SOURCE MATERIAL section start
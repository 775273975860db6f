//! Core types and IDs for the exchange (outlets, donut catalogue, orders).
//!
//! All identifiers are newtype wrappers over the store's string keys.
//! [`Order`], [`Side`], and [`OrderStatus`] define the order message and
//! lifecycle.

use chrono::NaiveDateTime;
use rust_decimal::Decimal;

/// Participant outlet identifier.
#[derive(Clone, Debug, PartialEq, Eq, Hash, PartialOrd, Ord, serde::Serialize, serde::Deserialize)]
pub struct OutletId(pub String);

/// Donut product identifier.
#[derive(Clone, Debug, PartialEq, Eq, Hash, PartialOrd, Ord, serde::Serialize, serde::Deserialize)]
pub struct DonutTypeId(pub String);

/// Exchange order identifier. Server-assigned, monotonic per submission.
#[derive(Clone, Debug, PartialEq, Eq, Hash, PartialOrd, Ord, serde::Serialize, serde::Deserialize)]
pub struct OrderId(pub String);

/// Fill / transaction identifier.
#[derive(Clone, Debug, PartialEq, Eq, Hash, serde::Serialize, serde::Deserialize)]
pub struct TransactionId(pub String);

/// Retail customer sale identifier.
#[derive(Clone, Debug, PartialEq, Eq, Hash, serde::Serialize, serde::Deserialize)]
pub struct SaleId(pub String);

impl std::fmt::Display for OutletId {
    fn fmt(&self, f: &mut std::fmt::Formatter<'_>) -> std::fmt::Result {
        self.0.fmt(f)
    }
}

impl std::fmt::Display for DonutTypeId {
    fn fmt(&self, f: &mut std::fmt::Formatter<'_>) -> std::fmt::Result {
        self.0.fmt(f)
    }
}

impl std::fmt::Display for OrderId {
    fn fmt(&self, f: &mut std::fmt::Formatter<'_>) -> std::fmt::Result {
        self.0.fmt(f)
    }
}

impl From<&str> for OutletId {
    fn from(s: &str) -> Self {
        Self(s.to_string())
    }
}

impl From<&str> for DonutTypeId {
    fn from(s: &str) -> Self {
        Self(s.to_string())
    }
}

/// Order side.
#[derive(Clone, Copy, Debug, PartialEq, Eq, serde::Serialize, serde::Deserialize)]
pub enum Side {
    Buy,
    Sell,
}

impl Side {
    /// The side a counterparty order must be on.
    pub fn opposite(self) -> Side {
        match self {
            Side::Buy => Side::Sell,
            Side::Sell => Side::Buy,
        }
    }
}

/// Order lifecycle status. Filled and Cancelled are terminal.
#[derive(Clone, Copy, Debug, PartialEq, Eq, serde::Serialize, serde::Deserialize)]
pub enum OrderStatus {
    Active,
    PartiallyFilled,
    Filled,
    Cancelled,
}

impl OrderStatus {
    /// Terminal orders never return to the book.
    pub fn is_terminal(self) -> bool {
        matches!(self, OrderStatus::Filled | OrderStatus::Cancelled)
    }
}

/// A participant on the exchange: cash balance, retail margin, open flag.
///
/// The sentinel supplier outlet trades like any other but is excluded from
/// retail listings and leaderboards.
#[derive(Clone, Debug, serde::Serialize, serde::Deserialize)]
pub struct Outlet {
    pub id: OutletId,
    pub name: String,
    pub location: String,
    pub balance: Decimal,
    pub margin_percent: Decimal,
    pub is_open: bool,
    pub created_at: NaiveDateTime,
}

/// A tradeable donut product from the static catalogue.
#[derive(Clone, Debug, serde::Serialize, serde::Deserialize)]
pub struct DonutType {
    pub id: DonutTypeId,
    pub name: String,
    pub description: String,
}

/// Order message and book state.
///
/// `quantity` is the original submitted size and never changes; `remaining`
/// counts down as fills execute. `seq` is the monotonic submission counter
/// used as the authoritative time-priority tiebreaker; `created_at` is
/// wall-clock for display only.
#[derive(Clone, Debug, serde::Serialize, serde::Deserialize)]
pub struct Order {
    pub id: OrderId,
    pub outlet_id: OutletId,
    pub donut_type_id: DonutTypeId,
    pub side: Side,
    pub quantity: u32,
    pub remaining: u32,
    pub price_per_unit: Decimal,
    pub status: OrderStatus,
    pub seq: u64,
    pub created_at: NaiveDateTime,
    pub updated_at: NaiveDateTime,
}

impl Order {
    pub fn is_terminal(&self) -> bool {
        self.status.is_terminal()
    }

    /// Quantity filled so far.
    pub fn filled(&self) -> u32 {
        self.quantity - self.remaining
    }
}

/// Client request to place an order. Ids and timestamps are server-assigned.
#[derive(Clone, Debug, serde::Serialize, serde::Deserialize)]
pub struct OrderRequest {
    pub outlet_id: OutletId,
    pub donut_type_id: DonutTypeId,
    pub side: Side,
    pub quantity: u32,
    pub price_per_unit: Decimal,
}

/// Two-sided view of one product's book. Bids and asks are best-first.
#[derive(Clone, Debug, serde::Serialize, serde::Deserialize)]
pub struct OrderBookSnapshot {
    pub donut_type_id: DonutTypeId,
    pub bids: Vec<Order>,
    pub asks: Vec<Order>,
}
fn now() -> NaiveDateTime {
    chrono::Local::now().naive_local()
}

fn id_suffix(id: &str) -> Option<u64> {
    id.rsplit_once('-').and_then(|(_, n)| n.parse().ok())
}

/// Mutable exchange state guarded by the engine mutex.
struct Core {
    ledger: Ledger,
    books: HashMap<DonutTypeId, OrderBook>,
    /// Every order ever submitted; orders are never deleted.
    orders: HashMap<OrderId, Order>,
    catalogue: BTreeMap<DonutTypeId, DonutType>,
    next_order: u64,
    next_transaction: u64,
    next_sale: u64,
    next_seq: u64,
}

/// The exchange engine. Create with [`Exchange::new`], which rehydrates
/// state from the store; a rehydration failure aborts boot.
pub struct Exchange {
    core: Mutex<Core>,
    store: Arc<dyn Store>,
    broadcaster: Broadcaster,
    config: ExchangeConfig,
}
SOURCE MATERIAL section end
SOURCE MATERIAL section start
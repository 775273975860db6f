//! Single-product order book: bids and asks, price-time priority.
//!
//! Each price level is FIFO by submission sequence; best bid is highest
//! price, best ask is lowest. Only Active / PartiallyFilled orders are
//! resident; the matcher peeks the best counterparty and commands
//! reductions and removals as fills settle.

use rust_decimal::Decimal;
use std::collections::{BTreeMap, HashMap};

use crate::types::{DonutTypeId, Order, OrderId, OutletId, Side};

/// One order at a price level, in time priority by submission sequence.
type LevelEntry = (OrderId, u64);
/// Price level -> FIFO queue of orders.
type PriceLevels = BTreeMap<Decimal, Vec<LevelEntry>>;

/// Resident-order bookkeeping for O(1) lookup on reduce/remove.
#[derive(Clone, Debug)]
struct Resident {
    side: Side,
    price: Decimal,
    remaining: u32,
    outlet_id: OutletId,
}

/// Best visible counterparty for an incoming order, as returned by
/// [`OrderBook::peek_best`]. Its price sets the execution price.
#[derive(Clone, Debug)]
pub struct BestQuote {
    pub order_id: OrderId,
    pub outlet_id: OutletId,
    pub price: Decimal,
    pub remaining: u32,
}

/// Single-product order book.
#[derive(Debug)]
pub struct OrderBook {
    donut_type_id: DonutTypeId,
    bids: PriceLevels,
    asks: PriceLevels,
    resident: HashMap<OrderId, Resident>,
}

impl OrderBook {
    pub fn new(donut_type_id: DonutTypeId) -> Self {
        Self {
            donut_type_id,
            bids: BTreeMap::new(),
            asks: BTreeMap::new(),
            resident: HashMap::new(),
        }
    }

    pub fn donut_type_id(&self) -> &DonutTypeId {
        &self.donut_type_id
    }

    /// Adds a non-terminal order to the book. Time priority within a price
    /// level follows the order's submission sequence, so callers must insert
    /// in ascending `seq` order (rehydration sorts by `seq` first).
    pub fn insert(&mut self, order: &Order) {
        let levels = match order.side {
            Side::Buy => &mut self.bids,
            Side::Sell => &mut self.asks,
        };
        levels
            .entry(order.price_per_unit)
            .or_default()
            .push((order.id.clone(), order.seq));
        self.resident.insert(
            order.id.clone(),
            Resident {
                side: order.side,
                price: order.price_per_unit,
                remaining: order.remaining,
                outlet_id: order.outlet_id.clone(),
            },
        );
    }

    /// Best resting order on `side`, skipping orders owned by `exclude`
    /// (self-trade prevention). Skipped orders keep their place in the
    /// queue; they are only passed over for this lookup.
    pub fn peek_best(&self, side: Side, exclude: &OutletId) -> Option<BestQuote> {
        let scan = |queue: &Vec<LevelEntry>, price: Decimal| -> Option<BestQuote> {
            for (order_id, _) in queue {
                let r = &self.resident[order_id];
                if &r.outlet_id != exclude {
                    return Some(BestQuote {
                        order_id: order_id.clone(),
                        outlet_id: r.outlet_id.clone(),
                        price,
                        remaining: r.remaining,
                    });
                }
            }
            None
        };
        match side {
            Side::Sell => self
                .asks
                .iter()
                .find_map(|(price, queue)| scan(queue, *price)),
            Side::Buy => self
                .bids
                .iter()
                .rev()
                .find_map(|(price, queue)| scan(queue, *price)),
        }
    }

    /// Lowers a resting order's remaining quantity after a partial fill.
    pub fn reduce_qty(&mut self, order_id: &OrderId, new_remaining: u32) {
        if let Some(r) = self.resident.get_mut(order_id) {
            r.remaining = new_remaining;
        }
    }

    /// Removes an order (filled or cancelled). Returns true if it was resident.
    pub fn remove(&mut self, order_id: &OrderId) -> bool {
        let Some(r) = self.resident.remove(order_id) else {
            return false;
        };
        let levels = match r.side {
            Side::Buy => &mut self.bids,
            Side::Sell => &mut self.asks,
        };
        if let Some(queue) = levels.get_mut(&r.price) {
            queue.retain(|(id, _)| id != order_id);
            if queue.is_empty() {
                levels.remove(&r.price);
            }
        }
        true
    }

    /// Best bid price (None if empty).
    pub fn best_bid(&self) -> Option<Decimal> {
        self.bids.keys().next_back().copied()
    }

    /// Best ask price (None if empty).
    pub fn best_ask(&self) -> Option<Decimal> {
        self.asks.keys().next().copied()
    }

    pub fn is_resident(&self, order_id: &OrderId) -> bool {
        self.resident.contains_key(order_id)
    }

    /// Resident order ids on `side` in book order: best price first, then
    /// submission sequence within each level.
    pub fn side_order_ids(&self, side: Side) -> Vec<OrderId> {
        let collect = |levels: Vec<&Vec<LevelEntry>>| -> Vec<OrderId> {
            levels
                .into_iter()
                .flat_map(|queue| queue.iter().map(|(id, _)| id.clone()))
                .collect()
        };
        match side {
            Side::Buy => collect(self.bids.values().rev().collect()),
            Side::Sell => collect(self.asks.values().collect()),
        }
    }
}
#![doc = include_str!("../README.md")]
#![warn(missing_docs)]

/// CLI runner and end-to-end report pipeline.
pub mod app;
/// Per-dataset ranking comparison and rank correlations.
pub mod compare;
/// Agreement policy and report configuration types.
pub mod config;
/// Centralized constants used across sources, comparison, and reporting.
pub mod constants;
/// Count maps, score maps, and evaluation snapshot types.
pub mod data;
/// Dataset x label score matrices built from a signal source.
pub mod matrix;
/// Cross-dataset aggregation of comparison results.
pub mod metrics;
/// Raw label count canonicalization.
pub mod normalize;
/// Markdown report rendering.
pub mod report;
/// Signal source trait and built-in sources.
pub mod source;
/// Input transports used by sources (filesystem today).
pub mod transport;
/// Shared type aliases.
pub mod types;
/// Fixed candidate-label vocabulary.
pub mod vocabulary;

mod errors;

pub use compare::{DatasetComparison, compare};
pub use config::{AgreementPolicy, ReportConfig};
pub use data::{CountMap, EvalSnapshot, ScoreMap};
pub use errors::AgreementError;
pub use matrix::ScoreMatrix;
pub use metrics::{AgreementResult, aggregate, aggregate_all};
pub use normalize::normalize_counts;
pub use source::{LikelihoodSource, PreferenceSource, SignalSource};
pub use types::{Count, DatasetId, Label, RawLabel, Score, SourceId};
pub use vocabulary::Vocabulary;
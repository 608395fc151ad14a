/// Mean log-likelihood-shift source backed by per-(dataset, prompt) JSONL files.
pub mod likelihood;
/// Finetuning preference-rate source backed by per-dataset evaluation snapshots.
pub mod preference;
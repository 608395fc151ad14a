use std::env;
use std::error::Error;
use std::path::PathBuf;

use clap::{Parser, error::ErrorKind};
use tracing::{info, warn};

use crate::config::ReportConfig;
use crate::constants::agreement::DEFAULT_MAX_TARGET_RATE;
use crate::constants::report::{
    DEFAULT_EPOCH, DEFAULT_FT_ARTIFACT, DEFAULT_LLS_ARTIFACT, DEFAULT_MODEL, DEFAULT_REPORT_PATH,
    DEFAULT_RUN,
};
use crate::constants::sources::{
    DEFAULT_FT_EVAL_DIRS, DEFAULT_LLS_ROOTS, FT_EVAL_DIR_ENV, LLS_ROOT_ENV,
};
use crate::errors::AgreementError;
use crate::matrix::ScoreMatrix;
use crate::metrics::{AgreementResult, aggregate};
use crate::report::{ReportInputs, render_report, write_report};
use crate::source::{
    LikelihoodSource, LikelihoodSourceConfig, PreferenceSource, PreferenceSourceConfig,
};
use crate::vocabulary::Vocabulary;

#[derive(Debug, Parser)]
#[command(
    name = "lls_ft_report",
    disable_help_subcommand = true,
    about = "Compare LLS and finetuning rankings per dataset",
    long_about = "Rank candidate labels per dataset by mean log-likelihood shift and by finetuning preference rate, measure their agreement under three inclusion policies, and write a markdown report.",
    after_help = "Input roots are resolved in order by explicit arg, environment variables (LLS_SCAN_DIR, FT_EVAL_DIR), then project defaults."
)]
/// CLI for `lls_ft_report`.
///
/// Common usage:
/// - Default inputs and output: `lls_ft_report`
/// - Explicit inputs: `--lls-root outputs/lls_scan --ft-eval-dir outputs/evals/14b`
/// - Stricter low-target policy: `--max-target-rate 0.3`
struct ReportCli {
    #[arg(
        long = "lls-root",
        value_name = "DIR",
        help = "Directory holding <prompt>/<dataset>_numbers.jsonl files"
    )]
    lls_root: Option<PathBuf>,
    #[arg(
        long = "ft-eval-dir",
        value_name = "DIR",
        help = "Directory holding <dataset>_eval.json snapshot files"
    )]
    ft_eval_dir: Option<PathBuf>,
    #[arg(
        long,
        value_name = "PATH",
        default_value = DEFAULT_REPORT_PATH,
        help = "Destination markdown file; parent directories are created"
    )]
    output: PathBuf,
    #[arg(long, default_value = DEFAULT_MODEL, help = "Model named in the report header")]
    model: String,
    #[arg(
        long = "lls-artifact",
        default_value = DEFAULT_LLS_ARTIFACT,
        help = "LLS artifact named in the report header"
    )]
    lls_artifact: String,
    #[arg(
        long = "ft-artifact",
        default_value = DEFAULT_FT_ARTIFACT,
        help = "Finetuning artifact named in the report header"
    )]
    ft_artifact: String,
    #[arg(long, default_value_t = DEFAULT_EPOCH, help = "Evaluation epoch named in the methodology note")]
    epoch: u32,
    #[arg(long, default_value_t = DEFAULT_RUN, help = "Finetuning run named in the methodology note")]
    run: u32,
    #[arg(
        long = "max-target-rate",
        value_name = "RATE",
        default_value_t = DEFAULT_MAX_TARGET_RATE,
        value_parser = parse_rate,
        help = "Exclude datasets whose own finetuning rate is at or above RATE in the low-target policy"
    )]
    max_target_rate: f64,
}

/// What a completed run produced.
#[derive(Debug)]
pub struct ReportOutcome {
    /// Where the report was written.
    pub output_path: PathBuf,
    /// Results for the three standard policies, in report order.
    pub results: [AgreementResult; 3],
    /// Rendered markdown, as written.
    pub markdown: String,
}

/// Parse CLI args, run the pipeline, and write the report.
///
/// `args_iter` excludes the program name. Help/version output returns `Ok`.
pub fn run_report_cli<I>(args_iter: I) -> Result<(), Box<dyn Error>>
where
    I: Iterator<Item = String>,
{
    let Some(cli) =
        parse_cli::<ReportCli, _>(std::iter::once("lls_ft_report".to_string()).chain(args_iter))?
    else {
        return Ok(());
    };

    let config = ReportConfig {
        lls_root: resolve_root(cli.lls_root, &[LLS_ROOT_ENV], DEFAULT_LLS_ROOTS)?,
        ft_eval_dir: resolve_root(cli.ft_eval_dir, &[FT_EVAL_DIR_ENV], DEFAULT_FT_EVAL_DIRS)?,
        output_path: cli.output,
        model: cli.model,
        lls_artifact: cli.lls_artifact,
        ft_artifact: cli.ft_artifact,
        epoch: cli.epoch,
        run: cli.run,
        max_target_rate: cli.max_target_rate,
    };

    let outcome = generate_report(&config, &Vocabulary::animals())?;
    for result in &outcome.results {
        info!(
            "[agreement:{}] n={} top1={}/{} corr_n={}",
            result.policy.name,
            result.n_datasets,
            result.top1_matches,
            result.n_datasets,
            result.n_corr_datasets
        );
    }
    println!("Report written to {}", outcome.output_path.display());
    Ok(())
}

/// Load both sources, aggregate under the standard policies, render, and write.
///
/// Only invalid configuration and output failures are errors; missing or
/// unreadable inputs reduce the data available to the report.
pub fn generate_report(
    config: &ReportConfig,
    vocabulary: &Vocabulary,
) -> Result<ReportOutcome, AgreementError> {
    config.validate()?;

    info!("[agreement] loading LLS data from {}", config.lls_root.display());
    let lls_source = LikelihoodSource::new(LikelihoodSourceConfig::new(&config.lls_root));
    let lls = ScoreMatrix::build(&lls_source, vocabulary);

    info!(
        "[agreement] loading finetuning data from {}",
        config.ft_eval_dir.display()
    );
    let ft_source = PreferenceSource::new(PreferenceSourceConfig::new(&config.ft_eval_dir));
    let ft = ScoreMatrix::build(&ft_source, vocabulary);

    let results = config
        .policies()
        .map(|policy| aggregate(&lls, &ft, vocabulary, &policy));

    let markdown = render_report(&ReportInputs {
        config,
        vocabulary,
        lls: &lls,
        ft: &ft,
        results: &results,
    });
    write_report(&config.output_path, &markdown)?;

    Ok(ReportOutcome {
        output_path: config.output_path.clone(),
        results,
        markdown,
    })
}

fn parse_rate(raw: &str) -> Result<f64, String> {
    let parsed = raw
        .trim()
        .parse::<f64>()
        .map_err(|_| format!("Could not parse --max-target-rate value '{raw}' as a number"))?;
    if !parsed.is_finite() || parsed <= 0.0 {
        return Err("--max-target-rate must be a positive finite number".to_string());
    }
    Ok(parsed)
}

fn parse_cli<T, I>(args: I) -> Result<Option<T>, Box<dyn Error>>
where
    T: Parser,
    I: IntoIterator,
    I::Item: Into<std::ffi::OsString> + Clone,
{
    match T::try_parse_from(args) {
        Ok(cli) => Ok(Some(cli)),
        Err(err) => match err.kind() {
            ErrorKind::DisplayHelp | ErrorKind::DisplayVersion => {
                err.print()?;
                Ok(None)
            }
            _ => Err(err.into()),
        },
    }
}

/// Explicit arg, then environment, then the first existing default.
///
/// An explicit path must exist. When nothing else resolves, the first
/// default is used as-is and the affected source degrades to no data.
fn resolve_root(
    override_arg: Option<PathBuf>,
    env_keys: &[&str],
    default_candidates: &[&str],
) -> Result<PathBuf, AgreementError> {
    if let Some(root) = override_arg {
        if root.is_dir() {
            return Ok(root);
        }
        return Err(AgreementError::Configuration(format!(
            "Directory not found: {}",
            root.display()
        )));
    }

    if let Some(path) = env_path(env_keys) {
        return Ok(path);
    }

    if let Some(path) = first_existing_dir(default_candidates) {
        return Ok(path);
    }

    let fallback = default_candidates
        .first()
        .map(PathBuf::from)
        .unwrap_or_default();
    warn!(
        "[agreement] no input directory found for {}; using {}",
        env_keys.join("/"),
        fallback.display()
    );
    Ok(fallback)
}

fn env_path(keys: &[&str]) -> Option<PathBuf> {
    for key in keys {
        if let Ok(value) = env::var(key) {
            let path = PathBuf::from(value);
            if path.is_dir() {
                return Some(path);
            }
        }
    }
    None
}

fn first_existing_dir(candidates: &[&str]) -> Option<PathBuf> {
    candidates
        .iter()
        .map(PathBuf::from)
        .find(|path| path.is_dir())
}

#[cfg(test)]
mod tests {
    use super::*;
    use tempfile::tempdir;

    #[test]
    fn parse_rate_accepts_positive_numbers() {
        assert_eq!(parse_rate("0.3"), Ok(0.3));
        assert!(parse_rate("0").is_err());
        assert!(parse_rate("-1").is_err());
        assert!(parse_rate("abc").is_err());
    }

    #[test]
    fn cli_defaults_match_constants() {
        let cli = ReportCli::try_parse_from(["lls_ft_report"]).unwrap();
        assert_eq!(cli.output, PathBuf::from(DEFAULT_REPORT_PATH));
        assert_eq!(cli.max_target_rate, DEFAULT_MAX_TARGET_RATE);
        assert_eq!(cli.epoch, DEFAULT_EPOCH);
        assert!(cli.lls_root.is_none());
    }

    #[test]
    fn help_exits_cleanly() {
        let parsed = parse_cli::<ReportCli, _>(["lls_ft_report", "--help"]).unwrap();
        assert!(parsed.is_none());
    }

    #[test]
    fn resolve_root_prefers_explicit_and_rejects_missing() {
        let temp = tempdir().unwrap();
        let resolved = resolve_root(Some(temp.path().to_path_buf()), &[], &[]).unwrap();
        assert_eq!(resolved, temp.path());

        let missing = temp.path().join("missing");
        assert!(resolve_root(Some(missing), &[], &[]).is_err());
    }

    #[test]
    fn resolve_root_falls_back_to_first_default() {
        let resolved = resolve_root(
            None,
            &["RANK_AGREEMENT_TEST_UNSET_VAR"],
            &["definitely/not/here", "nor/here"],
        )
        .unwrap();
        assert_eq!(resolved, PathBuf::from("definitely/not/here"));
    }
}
SOURCE MATERIAL section end
SOURCE MATERIAL section start
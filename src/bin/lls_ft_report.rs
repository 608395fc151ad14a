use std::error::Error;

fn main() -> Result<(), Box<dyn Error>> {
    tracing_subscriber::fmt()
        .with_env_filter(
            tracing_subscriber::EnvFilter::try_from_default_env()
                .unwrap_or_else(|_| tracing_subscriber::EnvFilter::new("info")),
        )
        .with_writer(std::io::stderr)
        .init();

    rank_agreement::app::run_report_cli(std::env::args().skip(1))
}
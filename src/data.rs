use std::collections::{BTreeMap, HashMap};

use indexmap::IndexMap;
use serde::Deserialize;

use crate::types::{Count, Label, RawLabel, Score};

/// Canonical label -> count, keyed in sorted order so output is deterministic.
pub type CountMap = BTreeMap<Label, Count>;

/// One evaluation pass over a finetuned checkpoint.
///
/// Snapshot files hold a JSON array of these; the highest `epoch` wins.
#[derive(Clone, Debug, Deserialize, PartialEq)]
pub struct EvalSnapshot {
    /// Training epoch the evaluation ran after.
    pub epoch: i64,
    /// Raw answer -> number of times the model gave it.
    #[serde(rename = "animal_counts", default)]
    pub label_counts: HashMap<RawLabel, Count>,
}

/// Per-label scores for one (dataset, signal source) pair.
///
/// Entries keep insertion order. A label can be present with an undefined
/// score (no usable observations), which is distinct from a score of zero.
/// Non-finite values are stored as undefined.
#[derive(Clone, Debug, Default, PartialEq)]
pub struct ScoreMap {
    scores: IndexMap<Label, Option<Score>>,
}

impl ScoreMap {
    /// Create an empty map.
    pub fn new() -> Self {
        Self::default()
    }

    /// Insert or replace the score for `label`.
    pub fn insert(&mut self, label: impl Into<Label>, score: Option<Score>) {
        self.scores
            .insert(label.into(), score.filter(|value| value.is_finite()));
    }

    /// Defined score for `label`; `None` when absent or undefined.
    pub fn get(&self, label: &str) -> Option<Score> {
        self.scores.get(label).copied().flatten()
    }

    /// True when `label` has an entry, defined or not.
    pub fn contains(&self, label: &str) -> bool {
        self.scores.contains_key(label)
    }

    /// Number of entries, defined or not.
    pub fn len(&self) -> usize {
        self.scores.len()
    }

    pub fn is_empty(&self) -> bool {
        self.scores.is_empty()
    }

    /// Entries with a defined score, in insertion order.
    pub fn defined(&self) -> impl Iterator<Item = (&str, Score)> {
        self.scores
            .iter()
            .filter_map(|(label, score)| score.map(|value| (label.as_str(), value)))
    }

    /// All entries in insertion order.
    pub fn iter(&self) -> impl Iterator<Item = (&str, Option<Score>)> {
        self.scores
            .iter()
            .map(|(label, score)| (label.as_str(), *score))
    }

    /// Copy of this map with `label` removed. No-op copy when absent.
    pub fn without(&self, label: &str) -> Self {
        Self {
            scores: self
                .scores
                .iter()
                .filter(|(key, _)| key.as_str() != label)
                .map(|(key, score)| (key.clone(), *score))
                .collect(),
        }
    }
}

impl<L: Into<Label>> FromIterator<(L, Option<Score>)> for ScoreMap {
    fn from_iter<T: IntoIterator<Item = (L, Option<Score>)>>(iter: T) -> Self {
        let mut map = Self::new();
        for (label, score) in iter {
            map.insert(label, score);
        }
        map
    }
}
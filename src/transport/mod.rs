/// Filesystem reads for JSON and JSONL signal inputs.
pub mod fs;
SOURCE MATERIAL section end
### YOUR GOAL
Respond with only the number of lines above that include the string "join".

### TASK OUTPUT
2